Part of orientation includes a Club Day wherein campus organizations set up booths in the gym so new students can browse for ways to participate in extracurricular activities. These activities are important, we’re told, because they allow for socializing away from classrooms and homework, contributing to the all-important networking foundation critical for successful career hunting. They allow for community contributions through volunteering, offer focus for creative endeavors, and make students feel like they are involved in their college experience.
I went to club day. I left almost immediately without talking to a single person.
I’ll be honest. I do not like crowds or loud music, so a gymnasium full of high-energy 18-22 year olds yelling for attention over the pop music blaring over the speakers made it hard for me to breathe.
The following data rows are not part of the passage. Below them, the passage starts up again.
//! Delay-string parser.
//!
//! Workflow steps and schedules describe delays as free-form strings
//! ("3 days", "2 hours", "45"). Everything resolves to whole minutes.
//! Malformed input parses to zero rather than erroring — a bad delay string
//! means "immediately", never a stuck enrollment.

/// Parse a delay string into minutes.
///
/// Grammar: `<integer> <unit>` with unit one of minute(s), hour(s), day(s),
/// week(s), case-insensitive. A bare integer is minutes. Empty or
/// unparsable input is 0. Negative amounts clamp to 0.
pub fn parse_delay(raw: &str) -> i64 {
    let s = raw.trim();
    if s.is_empty() {
        return 0;
    }

    let mut parts = s.split_whitespace();
    let amount = match parts.next().and_then(|p| p.parse::<i64>().ok()) {
        Some(n) => n,
        None => return 0,
    };

    let per_unit = match parts.next() {
        None => 1, // bare integer = minutes
        Some(unit) => match unit.to_ascii_lowercase().trim_end_matches('s') {
            "minute" | "min" => 1,
            "hour" | "hr" => 60,
            "day" => 1440,
            "week" => 10080,
            _ => return 0,
        },
    };

    (amount * per_unit).max(0)
}

#[cfg(test)]
mod tests {
    use super::*;

    #[test]
    fn test_units() {
        assert_eq!(parse_delay("3 days"), 4320);
        assert_eq!(parse_delay("2 hours"), 120);
        assert_eq!(parse_delay("1 week"), 10080);
        assert_eq!(parse_delay("30 minutes"), 30);
        assert_eq!(parse_delay("1 day"), 1440);
    }

    #[test]
    fn test_bare_integer_is_minutes() {
        assert_eq!(parse_delay("45"), 45);
        assert_eq!(parse_delay("0"), 0);
    }

    #[test]
    fn test_malformed_is_zero() {
        assert_eq!(parse_delay(""), 0);
        assert_eq!(parse_delay("   "), 0);
        assert_eq!(parse_delay("bogus"), 0);
        assert_eq!(parse_delay("three days"), 0);
        assert_eq!(parse_delay("5 fortnights"), 0);
    }

    #[test]
    fn test_case_insensitive() {
        assert_eq!(parse_delay("2 Hours"), 120);
        assert_eq!(parse_delay("1 DAY"), 1440);
    }

    #[test]
    fn test_negative_clamps_to_zero() {
        assert_eq!(parse_delay("-5 minutes"), 0);
        assert_eq!(parse_delay("-1"), 0);
    }
}
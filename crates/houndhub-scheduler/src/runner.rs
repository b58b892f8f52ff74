//! The tick runner — one invocation processes all currently-due tasks.

use houndhub_core::Result;
use houndhub_db::status;

use crate::calc;
use crate::registry::{TaskContext, TaskRegistry};

/// What one tick did, for the caller's log line.
#[derive(Debug, Default, Clone, Copy)]
pub struct TickSummary {
    pub tasks_run: usize,
    pub tasks_failed: usize,
}

/// Run one tick at `ctx.now`.
///
/// Per-task failures are logged and the tick continues; only a store-level
/// error propagates out of this function.
pub async fn run_tick(registry: &TaskRegistry, ctx: &TaskContext) -> Result<TickSummary> {
    let due = ctx.db.due_tasks(ctx.now)?;
    tracing::info!("Tick started: {} due task(s)", due.len());

    let mut summary = TickSummary::default();
    for task in due {
        let started = std::time::Instant::now();

        let handler = match registry.get(&task.task_type) {
            Some(h) => h,
            None => {
                tracing::warn!(
                    "Task '{}': no handler registered for type '{}'",
                    task.name,
                    task.task_type
                );
                ctx.db.insert_task_log(
                    task.id,
                    &task.name,
                    status::ERROR,
                    "handler not found",
                    0,
                    0,
                    ctx.now,
                )?;
                summary.tasks_failed += 1;
                continue;
            }
        };

        match handler.execute(ctx, &task).await {
            Ok(outcome) => {
                let elapsed_ms = started.elapsed().as_millis() as i64;
                ctx.db.insert_task_log(
                    task.id,
                    &task.name,
                    status::SUCCESS,
                    &outcome.message,
                    outcome.items_processed,
                    elapsed_ms,
                    ctx.now,
                )?;
                let next = calc::next_run_after(&task.schedule_type, &task.schedule_value, ctx.now);
                ctx.db.record_task_run(task.id, ctx.now, next)?;
                tracing::info!(
                    "Task '{}': {} ({}ms, next run {})",
                    task.name,
                    outcome.message,
                    elapsed_ms,
                    next
                );
                summary.tasks_run += 1;
            }
            Err(e) => {
                let elapsed_ms = started.elapsed().as_millis() as i64;
                // last_run/next_run stay untouched: the task remains due and
                // retries on the next tick.
                ctx.db.insert_task_log(
                    task.id,
                    &task.name,
                    status::ERROR,
                    &e.to_string(),
                    0,
                    elapsed_ms,
                    ctx.now,
                )?;
                tracing::error!("Task '{}' failed: {e}", task.name);
                summary.tasks_failed += 1;
            }
        }
    }

    tracing::info!(
        "Tick complete: {} succeeded, {} failed",
        summary.tasks_run,
        summary.tasks_failed
    );
    Ok(summary)
}
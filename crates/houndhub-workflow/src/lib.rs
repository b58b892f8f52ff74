//! # HoundHub Workflow
//!
//! The multi-step campaign engine. A client is enrolled into a workflow —
//! manually or via a trigger — and every step's due time is computed up front
//! as a `workflow_step_executions` row. The step executor (a registered task
//! handler) sweeps due rows each tick and dispatches the step's email.
//!
//! ## Architecture
//! ```text
//! booking / form submission ──► triggers ──► enroll()
//! admin action ──────────────────────────► enroll() / cancel()
//!
//! enroll(): one pass over steps in order
//!   immediate          → now
//!   after_enrollment   → now + delay
//!   after_previous     → previous *computed* time + delay
//!   specific_date      → the step's date
//!
//! tick ──► WorkflowStepTask: claim → render → dispatch → complete/fail
//!      └─► BookingReminderTask: sweep upcoming sessions
//! ```

pub mod enrollment;
pub mod executor;
pub mod reminders;
pub mod template;
pub mod triggers;

pub use enrollment::{cancel, enroll, EnrollOutcome};
pub use executor::WorkflowStepTask;
pub use reminders::BookingReminderTask;
pub use triggers::{on_appointment_booked, on_form_submitted};
//! SMTP delivery via lettre's async transport.

use async_trait::async_trait;
use houndhub_core::config::SmtpConfig;
use houndhub_core::{HoundHubError, Result};
use lettre::message::{Mailbox, MultiPart};
use lettre::transport::smtp::authentication::Credentials;
use lettre::{AsyncSmtpTransport, AsyncTransport, Message, Tokio1Executor};
use std::time::Duration;

use crate::{Mailer, OutboundEmail, SendOutcome};

/// Production mailer: STARTTLS relay with credentials from config.
pub struct SmtpMailer {
    transport: AsyncSmtpTransport<Tokio1Executor>,
    from: Mailbox,
}

impl SmtpMailer {
    pub fn from_config(config: &SmtpConfig) -> Result<Self> {
        let from: Mailbox = format!("{} <{}>", config.from_name, config.from_address)
            .parse()
            .map_err(|e| HoundHubError::Mail(format!("Invalid from address: {e}")))?;

        let creds = Credentials::new(config.username.clone(), config.password.clone());
        let transport = AsyncSmtpTransport::<Tokio1Executor>::starttls_relay(&config.host)
            .map_err(|e| HoundHubError::Mail(format!("SMTP relay: {e}")))?
            .port(config.port)
            .credentials(creds)
            // A hanging relay must not stall the whole tick.
            .timeout(Some(Duration::from_secs(config.send_timeout_secs)))
            .build();

        Ok(Self { transport, from })
    }
}

#[async_trait]
impl Mailer for SmtpMailer {
    async fn send(&self, mail: &OutboundEmail) -> SendOutcome {
        let address = match mail.to.parse::<lettre::Address>() {
            Ok(addr) => addr,
            Err(e) => return SendOutcome::failed(format!("Invalid recipient: {e}")),
        };
        let to = Mailbox::new(mail.to_name.clone(), address);

        let message = match Message::builder()
            .from(self.from.clone())
            .to(to)
            .subject(mail.subject.clone())
            .multipart(MultiPart::alternative_plain_html(
                mail.text_body.clone(),
                mail.html_body.clone(),
            )) {
            Ok(m) => m,
            Err(e) => return SendOutcome::failed(format!("Build email: {e}")),
        };

        match self.transport.send(message).await {
            Ok(_) => {
                tracing::info!("Email sent to {}", mail.to);
                SendOutcome::sent()
            }
            Err(e) => SendOutcome::failed(format!("SMTP send: {e}")),
        }
    }
}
It all felt too juvenile, not at all what I was looking for. I don’t care for free neon sunglasses or mini-packets of candy. I’m a grown woman. My goal for college was not partying with the girls and hooking up. I wasn’t looking for ways to celebrate emancipation from my parents; I’d been financially independent since joining the Army years before. As I fled the gym, I was disappointed. There were so many groups and they all seemed exactly the same: a bunch of noisy kids with whom I had nothing in common.
I spent three semesters actively avoiding the student body, much to my regret. It wasn’t anxieties about networking or community service that urged me to get involved. It was the loneliness. Despite by best efforts, I had many things in common with my fellow students. We knew the same teachers, struggled with the same assignments and worried about jobs. We shared the frustrations of paying for classes we didn’t need! So I started making an effort to engage my classmates in conversation. I joined the newspaper despite a deep distaste for talking to strangers. I even became an officer for an honor society, which involved planning social events with those rowdy kids. It meant a lot of work on my part, but I made friends and some of the loneliness eased, though I still don’t feel truly connected to other students.
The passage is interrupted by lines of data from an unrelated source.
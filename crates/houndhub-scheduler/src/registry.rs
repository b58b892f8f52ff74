//! Task handler registry.
//!
//! Task types resolve to handlers through an explicit registration call made
//! at startup. Adding a task type means registering a handler, nothing more.

use async_trait::async_trait;
use chrono::{DateTime, Utc};
use houndhub_core::{HoundHubConfig, Result};
use houndhub_db::{CrmDb, ScheduledTask};
use houndhub_notify::Mailer;
use std::collections::HashMap;
use std::sync::Arc;

/// What a handler hands back after a run.
#[derive(Debug, Clone)]
pub struct TaskOutcome {
    pub items_processed: i64,
    pub message: String,
}

impl TaskOutcome {
    pub fn new(items_processed: i64, message: impl Into<String>) -> Self {
        Self {
            items_processed,
            message: message.into(),
        }
    }
}

/// Everything a handler gets to work with: the store, the dispatcher, the
/// startup configuration, and the tick timestamp.
pub struct TaskContext {
    pub db: Arc<CrmDb>,
    pub mailer: Arc<dyn Mailer>,
    pub config: Arc<HoundHubConfig>,
    pub now: DateTime<Utc>,
}

/// One scheduled job's executable logic.
#[async_trait]
pub trait TaskHandler: Send + Sync {
    async fn execute(&self, ctx: &TaskContext, task: &ScheduledTask) -> Result<TaskOutcome>;
}

/// Maps task_type strings to handlers.
#[derive(Default)]
pub struct TaskRegistry {
    handlers: HashMap<String, Arc<dyn TaskHandler>>,
}

impl TaskRegistry {
    pub fn new() -> Self {
        Self::default()
    }

    pub fn register(&mut self, task_type: &str, handler: Arc<dyn TaskHandler>) {
        self.handlers.insert(task_type.to_string(), handler);
    }

    pub fn get(&self, task_type: &str) -> Option<Arc<dyn TaskHandler>> {
        self.handlers.get(task_type).cloned()
    }

    pub fn len(&self) -> usize {
        self.handlers.len()
    }

    pub fn is_empty(&self) -> bool {
        self.handlers.is_empty()
    }
}
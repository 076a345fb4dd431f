//! Domain types shared by the strategy and its collaborators.

use rust_decimal::Decimal;
use serde::{Deserialize, Serialize};
use std::fmt;

/// Identifier of a tradable security.
#[derive(Debug, Clone, PartialEq, Eq, Hash, PartialOrd, Ord, Serialize, Deserialize)]
pub struct Instrument(String);

impl Instrument {
    pub fn new(symbol: impl Into<String>) -> Self {
        Self(symbol.into())
    }

    pub fn as_str(&self) -> &str {
        &self.0
    }
}

impl fmt::Display for Instrument {
    fn fmt(&self, f: &mut fmt::Formatter<'_>) -> fmt::Result {
        f.write_str(&self.0)
    }
}

impl From<&str> for Instrument {
    fn from(symbol: &str) -> Self {
        Self::new(symbol)
    }
}

/// Sector label assigned upstream by the classifier.
#[derive(Debug, Clone, PartialEq, Eq, Hash, PartialOrd, Ord, Serialize, Deserialize)]
pub struct GroupId(String);

impl GroupId {
    pub fn new(label: impl Into<String>) -> Self {
        Self(label.into())
    }

    pub fn as_str(&self) -> &str {
        &self.0
    }
}

impl fmt::Display for GroupId {
    fn fmt(&self, f: &mut fmt::Formatter<'_>) -> fmt::Result {
        f.write_str(&self.0)
    }
}

impl From<&str> for GroupId {
    fn from(label: &str) -> Self {
        Self::new(label)
    }
}

/// Broker-assigned order identifier.
#[derive(Debug, Clone, Copy, PartialEq, Eq, Hash, PartialOrd, Ord, Serialize, Deserialize)]
pub struct OrderHandle(pub u64);

impl fmt::Display for OrderHandle {
    fn fmt(&self, f: &mut fmt::Formatter<'_>) -> fmt::Result {
        write!(f, "#{}", self.0)
    }
}

/// How an order executes.
#[derive(Debug, Clone, Copy, PartialEq, Eq, Serialize, Deserialize)]
pub enum OrderStyle {
    /// Fill at the current price
    Market,
    /// Rest until the price reaches the limit
    Limit(Decimal),
    /// Rest until the price crosses the trigger, then fill at market
    Stop(Decimal),
}

impl OrderStyle {
    pub fn is_stop(&self) -> bool {
        matches!(self, OrderStyle::Stop(_))
    }
}

/// An unfilled order resting at the broker.
#[derive(Debug, Clone, PartialEq, Serialize, Deserialize)]
pub struct OpenOrder {
    pub handle: OrderHandle,
    pub instrument: Instrument,
    /// Signed share amount (positive = buy)
    pub amount: Decimal,
    pub style: OrderStyle,
}

impl OpenOrder {
    pub fn is_stop(&self) -> bool {
        self.style.is_stop()
    }
}

/// A held position.
#[derive(Debug, Clone, PartialEq, Serialize, Deserialize)]
pub struct Position {
    pub instrument: Instrument,
    /// Signed share amount (negative = short)
    pub amount: Decimal,
    /// Average fill price of the current position
    pub cost_basis: Decimal,
}

/// One row of the upstream screener output.
#[derive(Debug, Clone, PartialEq, Serialize, Deserialize)]
pub struct ScreenedInstrument {
    pub instrument: Instrument,
    pub group: GroupId,
    /// Whether the instrument may be traded this cycle
    pub eligible: bool,
}

impl ScreenedInstrument {
    pub fn new(instrument: impl Into<String>, group: impl Into<String>, eligible: bool) -> Self {
        Self {
            instrument: Instrument::new(instrument),
            group: GroupId::new(group),
            eligible,
        }
    }
}

#[cfg(test)]
mod tests {
    use super::*;
    use rust_decimal_macros::dec;

    #[test]
    fn test_identifiers_display() {
        assert_eq!(Instrument::from("AAPL").to_string(), "AAPL");
        assert_eq!(GroupId::from("TECH").as_str(), "TECH");
        assert_eq!(OrderHandle(7).to_string(), "#7");
    }

    #[test]
    fn test_stop_detection() {
        let order = OpenOrder {
            handle: OrderHandle(1),
            instrument: Instrument::from("XOM"),
            amount: dec!(-100),
            style: OrderStyle::Stop(dec!(49.5)),
        };
        assert!(order.is_stop());
        assert!(!OrderStyle::Limit(dec!(10)).is_stop());
        assert!(!OrderStyle::Market.is_stop());
    }
}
Unlike most students, almost all of whom are required to live on campus all four years, I live twenty minutes from school. Any time I spent at school was away from my home and my husband. I like my home and I love my husband, so I wasn’t going to take time away from them for just any club. The Greek clubs seemed to be life-consuming, athletics were out of the question, and student-run clubs were unappealing. Extra-curricular activities seemed far more of an inconvenience than they were worth. Since club day, I have tried to think of what kind of club day I would have liked. What can campus offer me that is better than the comforts of my home and family?
When I was attending a tiny community college in lower Alabama, there was one club that I looked forward to every week. It was called Scholars’ Bowl. We had two teams and we competed with community colleges across the state in a quiz game that was rather like a combination of Jeopardy and Family Feud. It engaged me intellectually, helped me make friends with other students who shared my interests, encouraged my competitiveness, and, most importantly, gave me scholarship opportunities. I felt like I was getting a lot out of that group, enough to justify the weekends I spent away from home at competitions. The only group at my four-year school which has given me anywhere close to the same experience has been the newspaper. I got good work experience out of it and felt like I was actually networking with the students because they really took it seriously.
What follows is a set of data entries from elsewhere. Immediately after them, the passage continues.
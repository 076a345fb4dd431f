//! Statistical model layer.
//!
//! - `factor`: per-group PCA factor model producing alpha and beta
//! - `assembler`: block-diagonal merge of all groups' fits

mod assembler;
mod factor;

pub use assembler::{AssembledPortfolioInput, PortfolioAssembler};
pub use factor::{FactorFit, FactorModelFitter};
//! Constrained portfolio optimization.
//!
//! The strategy describes a target portfolio as a [`PortfolioProblem`]
//! (linear objective plus exposure constraints) and hands it to a
//! [`ConstrainedOptimizer`]. [`ClarabelOptimizer`] is the built-in solver.

mod lp;

pub use lp::ClarabelOptimizer;

use crate::error::SolverError;
use crate::market::{GroupId, Instrument};
use ndarray::{Array1, Array2};
use std::collections::HashMap;

/// A constraint on the weight vector `w` (one weight per problem instrument).
#[derive(Debug, Clone)]
pub enum PortfolioConstraint {
    /// `min[f] <= loadings[:, f] . w <= max[f]` for every column `f`
    FactorExposure {
        loadings: Array2<f64>,
        min: Vec<f64>,
        max: Vec<f64>,
    },
    /// `min <= w_i <= max` for every instrument
    PositionConcentration { min: f64, max: f64 },
    /// `sum |w_i| <= cap`
    MaxGrossExposure(f64),
    /// `-tolerance <= sum w_i <= tolerance`
    DollarNeutral { tolerance: f64 },
    /// `min <= sum_{i in g} w_i <= max` for every label `g`; labels align with instruments
    NetPartitionExposure {
        labels: Vec<GroupId>,
        min: f64,
        max: f64,
    },
}

/// Maximize `objective . w` subject to `constraints`.
#[derive(Debug, Clone)]
pub struct PortfolioProblem {
    pub instruments: Vec<Instrument>,
    pub objective: Array1<f64>,
    pub constraints: Vec<PortfolioConstraint>,
}

/// `lower <= coefficients . w <= upper`; either side may be infinite.
#[derive(Debug, Clone)]
pub(crate) struct LinearBand {
    pub coefficients: Vec<f64>,
    pub lower: f64,
    pub upper: f64,
}

/// Problem flattened into variable bounds, linear bands and a gross cap.
#[derive(Debug, Clone)]
pub(crate) struct LinearForm {
    pub objective: Vec<f64>,
    pub lower: Vec<f64>,
    pub upper: Vec<f64>,
    pub bands: Vec<LinearBand>,
    pub gross_cap: Option<f64>,
}

impl PortfolioProblem {
    pub fn len(&self) -> usize {
        self.instruments.len()
    }

    pub fn is_empty(&self) -> bool {
        self.instruments.is_empty()
    }

    /// Check dimensions and reject contradictory bounds before solving.
    pub(crate) fn linear_form(&self) -> Result<LinearForm, SolverError> {
        let n = self.instruments.len();
        if self.objective.len() != n {
            return Err(SolverError::Dimension {
                what: "objective",
                expected: n,
                actual: self.objective.len(),
            });
        }

        let mut form = LinearForm {
            objective: self.objective.to_vec(),
            lower: vec![f64::NEG_INFINITY; n],
            upper: vec![f64::INFINITY; n],
            bands: Vec::new(),
            gross_cap: None,
        };

        for constraint in &self.constraints {
            match constraint {
                PortfolioConstraint::FactorExposure { loadings, min, max } => {
                    if loadings.nrows() != n {
                        return Err(SolverError::Dimension {
                            what: "factor loadings",
                            expected: n,
                            actual: loadings.nrows(),
                        });
                    }
                    let k = loadings.ncols();
                    if min.len() != k || max.len() != k {
                        return Err(SolverError::Dimension {
                            what: "factor exposure bounds",
                            expected: k,
                            actual: min.len().min(max.len()),
                        });
                    }
                    for f in 0..k {
                        check_band("factor exposure", f, min[f], max[f])?;
                        form.bands.push(LinearBand {
                            coefficients: loadings.column(f).to_vec(),
                            lower: min[f],
                            upper: max[f],
                        });
                    }
                }
                PortfolioConstraint::PositionConcentration { min, max } => {
                    check_band("position concentration", 0, *min, *max)?;
                    for i in 0..n {
                        form.lower[i] = form.lower[i].max(*min);
                        form.upper[i] = form.upper[i].min(*max);
                    }
                }
                PortfolioConstraint::MaxGrossExposure(cap) => {
                    if *cap < 0.0 {
                        return Err(SolverError::Infeasible(format!(
                            "gross exposure cap {cap} is negative"
                        )));
                    }
                    form.gross_cap = Some(form.gross_cap.map_or(*cap, |c| c.min(*cap)));
                }
                PortfolioConstraint::DollarNeutral { tolerance } => {
                    check_band("dollar neutral", 0, -tolerance, *tolerance)?;
                    form.bands.push(LinearBand {
                        coefficients: vec![1.0; n],
                        lower: -tolerance,
                        upper: *tolerance,
                    });
                }
                PortfolioConstraint::NetPartitionExposure { labels, min, max } => {
                    if labels.len() != n {
                        return Err(SolverError::Dimension {
                            what: "partition labels",
                            expected: n,
                            actual: labels.len(),
                        });
                    }
                    let mut distinct: Vec<&GroupId> = labels.iter().collect();
                    distinct.sort();
                    distinct.dedup();
                    for (g, label) in distinct.into_iter().enumerate() {
                        check_band("net partition exposure", g, *min, *max)?;
                        form.bands.push(LinearBand {
                            coefficients: labels
                                .iter()
                                .map(|l| if l == label { 1.0 } else { 0.0 })
                                .collect(),
                            lower: *min,
                            upper: *max,
                        });
                    }
                }
            }
        }

        for i in 0..n {
            check_band("position bounds", i, form.lower[i], form.upper[i])?;
        }

        Ok(form)
    }
}

fn check_band(what: &str, index: usize, min: f64, max: f64) -> Result<(), SolverError> {
    if min.is_nan() || max.is_nan() || min > max {
        return Err(SolverError::Infeasible(format!(
            "{what} bound {index}: min {min} exceeds max {max}"
        )));
    }
    Ok(())
}

/// Target weight per instrument.
#[derive(Debug, Clone, Default, PartialEq)]
pub struct TargetWeights {
    pub weights: HashMap<Instrument, f64>,
}

impl TargetWeights {
    pub fn get(&self, instrument: &Instrument) -> f64 {
        self.weights.get(instrument).copied().unwrap_or(0.0)
    }

    pub fn gross(&self) -> f64 {
        self.weights.values().map(|w| w.abs()).sum()
    }

    pub fn net(&self) -> f64 {
        self.weights.values().sum()
    }
}

/// External constrained optimizer.
pub trait ConstrainedOptimizer: Send + Sync {
    /// Solve `problem`, failing with [`SolverError::Infeasible`] when the
    /// constraints cannot be jointly satisfied.
    fn solve(&self, problem: &PortfolioProblem) -> Result<TargetWeights, SolverError>;
}

#[cfg(test)]
mod tests {
    use super::*;
    use ndarray::array;

    fn problem(constraints: Vec<PortfolioConstraint>) -> PortfolioProblem {
        PortfolioProblem {
            instruments: vec![Instrument::from("A"), Instrument::from("B")],
            objective: array![1.0, -1.0],
            constraints,
        }
    }

    #[test]
    fn test_contradictory_factor_band_infeasible() {
        let p = problem(vec![PortfolioConstraint::FactorExposure {
            loadings: array![[1.0], [0.5]],
            min: vec![0.02],
            max: vec![0.01],
        }]);
        assert!(matches!(p.linear_form(), Err(SolverError::Infeasible(_))));
    }

    #[test]
    fn test_dimension_mismatch() {
        let p = problem(vec![PortfolioConstraint::NetPartitionExposure {
            labels: vec![GroupId::from("X")],
            min: -0.1,
            max: 0.1,
        }]);
        assert!(matches!(p.linear_form(), Err(SolverError::Dimension { .. })));
    }

    #[test]
    fn test_partition_bands_per_label() {
        let p = PortfolioProblem {
            instruments: vec!["A".into(), "B".into(), "C".into()],
            objective: array![1.0, 0.0, -1.0],
            constraints: vec![PortfolioConstraint::NetPartitionExposure {
                labels: vec!["X".into(), "Y".into(), "X".into()],
                min: -0.1,
                max: 0.1,
            }],
        };
        let form = p.linear_form().unwrap();
        assert_eq!(form.bands.len(), 2);
        assert_eq!(form.bands[0].coefficients, vec![1.0, 0.0, 1.0]);
        assert_eq!(form.bands[1].coefficients, vec![0.0, 1.0, 0.0]);
    }

    #[test]
    fn test_position_bounds_intersect() {
        let p = problem(vec![
            PortfolioConstraint::PositionConcentration { min: -0.5, max: 0.5 },
            PortfolioConstraint::PositionConcentration { min: -0.2, max: 0.8 },
        ]);
        let form = p.linear_form().unwrap();
        assert_eq!(form.lower, vec![-0.2, -0.2]);
        assert_eq!(form.upper, vec![0.5, 0.5]);
    }
}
So if I were to make suggestions to colleges about getting non-traditional students engaged on campus, I would have to emphasize that most non-traditional are busy people and don’t want to take time out of our lives for gossiping and parties. I’m not interested matching t-shirts and childish games. I’m in college to prepare for better career opportunities so any organization I join needs to have an emphasis on that, either by providing work experience or offering scholarship opportunities. Otherwise, there really is no reason for me to make the effort.